Point #2: For biodesigned materials, the degradation has to be balanced with remodeling.
Biodegradable materials used for functional repair must be engineered to provide the necessary strength for the repair at
all time points. As the material is degraded by the body, its strength will decrease. The new host tissue must have the ability
to provide the strength necessary to balance out the decrease in the graft strength. SIS promotes functional tissue ingrowth
and remodeling even as it is being degraded by the host. This allows for the new host tissue to provide the medium- and
long-term strength necessary for the repair. SIS-based products are engineered to allow for the degradation and to initiate
the reconstruction quickly to continuously provide adequate strength for the repair.
Point #3: By initiating functional tissue regeneration, SIS can help create a long-term repair even without long-term
persistence.
SIS is an extracellular matrix that is meant to perform two major functions in the intestine: mechanical strength and support
for the mucosal turnover. As such, SIS contains high levels of collagen, but also non-collagen components that support
continual tissue growth. SIS is minimally processed to retain these non-collagen components. When used for tissue repair,
SIS provides the short-term mechanical strength through the natural collagen scaffold while providing an environment
that initiates and directs host tissue ingrowth through the non-collagen components. This allows the host to remodel the
SIS graft quickly into functional tissue. This functional tissue provides the long-term strength necessary for the repair. In
this study, the authors found that SIS repairs of a dog body wall defect were substantially strong out to two years; in fact,
the repair gains in strength over the original graft. Thus, a long-term repair is provided without concerns over long-term
complications such as erosion.
Point #4: It is possible for SIS to remodel into tissue that is stronger than the host’s original native tissue.

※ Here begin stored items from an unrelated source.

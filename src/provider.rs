// ABOUTME: WakaTime HTTP client covering the OAuth endpoints and the read-only stats API
// ABOUTME: Token exchange parses the provider's form-encoded payload and surfaces OAuth error objects
// Licensed under the Apache License, Version 2.0 <LICENSE-APACHE or
// http://www.apache.org/licenses/LICENSE-2.0> or the MIT license
// <LICENSE-MIT or http://opensource.org/licenses/MIT>, at your
// option. This file may not be copied, modified, or distributed
// except according to those terms.

//! # WakaTime Provider Client
//!
//! Outbound calls to the WakaTime OAuth and REST endpoints. Base URLs are
//! constructor inputs so tests can point the client at a local mock. Every
//! failure is terminal; no retries are attempted anywhere.

use crate::config::environment::OAuthCredentials;
use crate::errors::{AuthError, AuthResult};
use chrono::{DateTime, Duration, Utc};
use serde::Deserialize;
use std::fmt;
use std::str::FromStr;
use tracing::error;

/// Production OAuth endpoint base
pub const DEFAULT_OAUTH_BASE: &str = "https://wakatime.com/oauth";

/// Production REST API base
pub const DEFAULT_API_BASE: &str = "https://wakatime.com/api/v1";

/// Minimum scope needed for read-only statistics
pub const OAUTH_SCOPE: &str = "read_summaries,read_stats";

/// Statistics aggregation ranges supported by the provider
#[derive(Debug, Clone, Copy, PartialEq, Eq, Default)]
pub enum StatsRange {
    /// Trailing seven days (provider default)
    #[default]
    Last7Days,
    /// Trailing thirty days
    Last30Days,
    /// Trailing six months
    Last6Months,
    /// Trailing year
    LastYear,
    /// Entire account history
    AllTime,
}

impl StatsRange {
    /// Path segment used by the stats endpoint
    #[must_use]
    pub const fn as_str(self) -> &'static str {
        match self {
            Self::Last7Days => "last_7_days",
            Self::Last30Days => "last_30_days",
            Self::Last6Months => "last_6_months",
            Self::LastYear => "last_year",
            Self::AllTime => "all_time",
        }
    }
}

impl fmt::Display for StatsRange {
    fn fmt(&self, f: &mut fmt::Formatter<'_>) -> fmt::Result {
        f.write_str(self.as_str())
    }
}

impl FromStr for StatsRange {
    type Err = String;

    fn from_str(s: &str) -> Result<Self, Self::Err> {
        match s {
            "last_7_days" => Ok(Self::Last7Days),
            "last_30_days" => Ok(Self::Last30Days),
            "last_6_months" => Ok(Self::Last6Months),
            "last_year" => Ok(Self::LastYear),
            "all_time" => Ok(Self::AllTime),
            other => Err(format!("unknown stats range: {other}")),
        }
    }
}

/// Successful token exchange result
#[derive(Debug, Clone)]
pub struct TokenGrant {
    /// Bearer credential for API calls
    pub access_token: String,
    /// Provider account ID
    pub uid: String,
    /// Token expiry reported by the provider
    pub expires_at: DateTime<Utc>,
}

/// Raw form-encoded token endpoint payload; success and error fields share
/// one shape because the provider returns either set in the same encoding.
#[derive(Debug, Deserialize)]
struct RawTokenPayload {
    access_token: Option<String>,
    uid: Option<String>,
    expires_at: Option<String>,
    expires_in: Option<i64>,
    error: Option<String>,
    error_description: Option<String>,
}

/// One aggregate entry in a stats section (language, editor, ...)
#[derive(Debug, Clone, Deserialize)]
pub struct StatItem {
    /// Entry name (e.g. "Rust")
    pub name: String,
    /// Share of total time, 0-100
    #[serde(default)]
    pub percent: f64,
    /// Human-readable duration (e.g. "4 hrs 12 mins")
    #[serde(default)]
    pub text: String,
    /// Total seconds spent
    #[serde(default)]
    pub total_seconds: f64,
}

/// Aggregate statistics for one range, a typed subset of the provider's
/// response limited to what the chat commands consume
#[derive(Debug, Clone, Default, Deserialize)]
pub struct StatsData {
    /// Total including unrecognized languages, human readable
    #[serde(default)]
    pub human_readable_total_including_other_language: Option<String>,
    /// Daily average including unrecognized languages, human readable
    #[serde(default)]
    pub human_readable_daily_average_including_other_language: Option<String>,
    /// Range label (e.g. "Last 7 Days")
    #[serde(default)]
    pub human_readable_range: Option<String>,
    /// Account username, null for private accounts
    #[serde(default)]
    pub username: Option<String>,
    /// Per-language aggregates
    #[serde(default)]
    pub languages: Vec<StatItem>,
    /// Per-editor aggregates
    #[serde(default)]
    pub editors: Vec<StatItem>,
    /// Per-machine aggregates
    #[serde(default)]
    pub machines: Vec<StatItem>,
    /// Per-OS aggregates
    #[serde(default)]
    pub operating_systems: Vec<StatItem>,
}

/// Profile attributes from the current-user endpoint
#[derive(Debug, Clone, Deserialize)]
pub struct UserData {
    /// Account ID
    pub id: String,
    /// Account username, null for accounts without one
    #[serde(default)]
    pub username: Option<String>,
}

#[derive(Debug, Deserialize)]
struct Envelope<T> {
    data: T,
}

/// HTTP client for the WakaTime provider
#[derive(Clone)]
pub struct WakaTimeClient {
    http: reqwest::Client,
    credentials: OAuthCredentials,
    oauth_base: String,
    api_base: String,
}

impl WakaTimeClient {
    /// Client against the production WakaTime endpoints
    #[must_use]
    pub fn new(credentials: OAuthCredentials) -> Self {
        Self::with_base_urls(credentials, DEFAULT_OAUTH_BASE, DEFAULT_API_BASE)
    }

    /// Client against explicit endpoint bases (used by tests)
    #[must_use]
    pub fn with_base_urls(
        credentials: OAuthCredentials,
        oauth_base: impl Into<String>,
        api_base: impl Into<String>,
    ) -> Self {
        Self {
            http: reqwest::Client::new(),
            credentials,
            oauth_base: oauth_base.into(),
            api_base: api_base.into(),
        }
    }

    /// Build the browser-facing authorize URL. No network call is made;
    /// the redirect is performed by the chat user's browser.
    ///
    /// # Errors
    ///
    /// `Internal` when the configured OAuth base is not a valid URL.
    pub fn authorize_url(&self, redirect_uri: &str, state_json: &str) -> AuthResult<String> {
        let mut url = url::Url::parse(&format!("{}/authorize", self.oauth_base))
            .map_err(|e| AuthError::Internal(format!("invalid OAuth base URL: {e}")))?;
        url.query_pairs_mut()
            .append_pair("client_id", &self.credentials.client_id)
            .append_pair("response_type", "code")
            .append_pair("redirect_uri", redirect_uri)
            .append_pair("state", state_json)
            .append_pair("scope", OAUTH_SCOPE);
        Ok(url.into())
    }

    /// Exchange an authorization code for an access token.
    ///
    /// The provider answers with a form-encoded body on both success and
    /// failure, so the HTTP status is never treated as the verdict; the
    /// body is inspected for an OAuth error object instead.
    ///
    /// # Errors
    ///
    /// `ProviderRejected` when the provider returns an error payload,
    /// `Network` on transport failure or an unparseable body.
    pub async fn exchange_code(&self, code: &str, redirect_uri: &str) -> AuthResult<TokenGrant> {
        const ACTION: &str = "exchanging authorization code";

        let params = [
            ("client_id", self.credentials.client_id.as_str()),
            ("client_secret", self.credentials.client_secret.as_str()),
            ("grant_type", "authorization_code"),
            ("redirect_uri", redirect_uri),
            ("code", code),
        ];

        let response = self
            .http
            .post(format!("{}/token", self.oauth_base))
            .form(&params)
            .send()
            .await
            .map_err(|e| AuthError::network(ACTION, &e))?;

        let status = response.status().as_u16();
        let body = response
            .text()
            .await
            .map_err(|e| AuthError::network(ACTION, &e))?;

        let payload: RawTokenPayload = serde_urlencoded::from_str(&body)
            .map_err(|_| AuthError::network_body(ACTION, status, &body))?;

        if let Some(oauth_error) = payload.error {
            let description = payload.error_description.unwrap_or_else(|| oauth_error.clone());
            error!("Token exchange rejected by provider: {oauth_error} ({description})");
            return Err(AuthError::ProviderRejected {
                error: oauth_error,
                description,
            });
        }

        let (Some(access_token), Some(uid)) = (payload.access_token, payload.uid) else {
            return Err(AuthError::network_body(ACTION, status, &body));
        };

        let expires_at = parse_expiry(payload.expires_at.as_deref(), payload.expires_in)
            .ok_or_else(|| AuthError::network_body(ACTION, status, "token payload carries no expiry"))?;

        Ok(TokenGrant {
            access_token,
            uid,
            expires_at,
        })
    }

    /// Revoke an access token with the provider.
    ///
    /// # Errors
    ///
    /// `Network` on transport failure or a non-success status.
    pub async fn revoke_token(&self, access_token: &str) -> AuthResult<()> {
        const ACTION: &str = "revoking authorization";

        let params = [
            ("client_id", self.credentials.client_id.as_str()),
            ("client_secret", self.credentials.client_secret.as_str()),
            ("token", access_token),
        ];

        let response = self
            .http
            .post(format!("{}/revoke", self.oauth_base))
            .form(&params)
            .send()
            .await
            .map_err(|e| AuthError::network(ACTION, &e))?;

        if !response.status().is_success() {
            let status = response.status().as_u16();
            let body = response.text().await.unwrap_or_default();
            return Err(AuthError::network_body(ACTION, status, &body));
        }

        Ok(())
    }

    /// Fetch the current user's profile attributes.
    ///
    /// # Errors
    ///
    /// `Network` on transport failure or a non-success status.
    pub async fn current_user(&self, access_token: &str) -> AuthResult<UserData> {
        const ACTION: &str = "fetching user data";

        let envelope: Envelope<UserData> = self
            .get_json(&format!("{}/users/current", self.api_base), access_token, ACTION)
            .await?;
        Ok(envelope.data)
    }

    /// Fetch aggregate statistics for a range.
    ///
    /// # Errors
    ///
    /// `Network` on transport failure or a non-success status.
    pub async fn stats(&self, access_token: &str, range: StatsRange) -> AuthResult<StatsData> {
        const ACTION: &str = "getting stats";

        let envelope: Envelope<StatsData> = self
            .get_json(
                &format!("{}/users/current/stats/{}", self.api_base, range),
                access_token,
                ACTION,
            )
            .await?;
        Ok(envelope.data)
    }

    async fn get_json<T: serde::de::DeserializeOwned>(
        &self,
        url: &str,
        access_token: &str,
        action: &str,
    ) -> AuthResult<T> {
        let response = self
            .http
            .get(url)
            .bearer_auth(access_token)
            .send()
            .await
            .map_err(|e| AuthError::network(action, &e))?;

        let status = response.status();
        if !status.is_success() {
            let body = response.text().await.unwrap_or_default();
            return Err(AuthError::network_body(action, status.as_u16(), &body));
        }

        response
            .json()
            .await
            .map_err(|e| AuthError::network(action, &e))
    }
}

/// Provider expiry: an RFC3339 `expires_at`, with `expires_in` seconds as
/// the fallback when only the relative form is present
fn parse_expiry(expires_at: Option<&str>, expires_in: Option<i64>) -> Option<DateTime<Utc>> {
    if let Some(raw) = expires_at {
        if let Ok(parsed) = DateTime::parse_from_rfc3339(raw) {
            return Some(parsed.with_timezone(&Utc));
        }
    }
    expires_in.map(|secs| Utc::now() + Duration::seconds(secs))
}

#[cfg(test)]
mod tests {
    use super::*;

    #[test]
    fn stats_range_round_trips() {
        for range in [
            StatsRange::Last7Days,
            StatsRange::Last30Days,
            StatsRange::Last6Months,
            StatsRange::LastYear,
            StatsRange::AllTime,
        ] {
            assert_eq!(range.as_str().parse::<StatsRange>().unwrap(), range);
        }
        assert!("next_week".parse::<StatsRange>().is_err());
        assert_eq!(StatsRange::default(), StatsRange::Last7Days);
    }

    #[test]
    fn authorize_url_embeds_state_and_scope() {
        let client = WakaTimeClient::new(OAuthCredentials {
            client_id: "cid".into(),
            client_secret: "secret".into(),
        });
        let url = client
            .authorize_url("https://bridge.example.com/wakatime/auth", "{\"kid\":\"a\"}")
            .unwrap();
        assert!(url.starts_with("https://wakatime.com/oauth/authorize?"));
        assert!(url.contains("client_id=cid"));
        assert!(url.contains("response_type=code"));
        assert!(url.contains("scope=read_summaries%2Cread_stats"));
        assert!(url.contains("state=%7B%22kid%22%3A%22a%22%7D"));
        assert!(!url.contains("secret"));
    }

    #[test]
    fn expiry_prefers_absolute_timestamp() {
        let parsed = parse_expiry(Some("2030-01-01T00:00:00Z"), Some(60)).unwrap();
        assert_eq!(parsed.to_rfc3339(), "2030-01-01T00:00:00+00:00");
    }

    #[test]
    fn expiry_falls_back_to_relative_seconds() {
        let parsed = parse_expiry(None, Some(3600)).unwrap();
        let delta = parsed - Utc::now();
        assert!(delta > Duration::minutes(59));
        assert!(delta <= Duration::hours(1));
        assert!(parse_expiry(None, None).is_none());
    }

    #[test]
    fn token_payload_parses_form_encoding() {
        let raw = "access_token=tok1&refresh_token=ref1&uid=U1&token_type=bearer&expires_at=2030-01-01T00%3A00%3A00Z&expires_in=3600&scope=read_stats";
        let payload: RawTokenPayload = serde_urlencoded::from_str(raw).unwrap();
        assert_eq!(payload.access_token.as_deref(), Some("tok1"));
        assert_eq!(payload.uid.as_deref(), Some("U1"));
        assert_eq!(payload.expires_in, Some(3600));
        assert!(payload.error.is_none());
    }

    #[test]
    fn token_payload_parses_error_object() {
        let raw = "error=invalid_grant&error_description=Code%20expired";
        let payload: RawTokenPayload = serde_urlencoded::from_str(raw).unwrap();
        assert_eq!(payload.error.as_deref(), Some("invalid_grant"));
        assert_eq!(payload.error_description.as_deref(), Some("Code expired"));
    }
}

There is a concern for many surgical groups that the reason that patients present with a hernia or other soft tissue failure is
due to insufficient collagen formation. As SIS is remodeled with the patient’s tissue, the concern is that the new tissue will
be as deficient as the old tissue. This study is a hallmark in illustrating that the SIS can stimulate the host to remodel the area
with tissue that is actually stronger than the old, native tissue. At two years after surgery, the resulting repair was multiple
times stronger than the initial native body wall. This suggests that SIS repairs can be stronger than the host’s original tissues
and thus less likely to fail.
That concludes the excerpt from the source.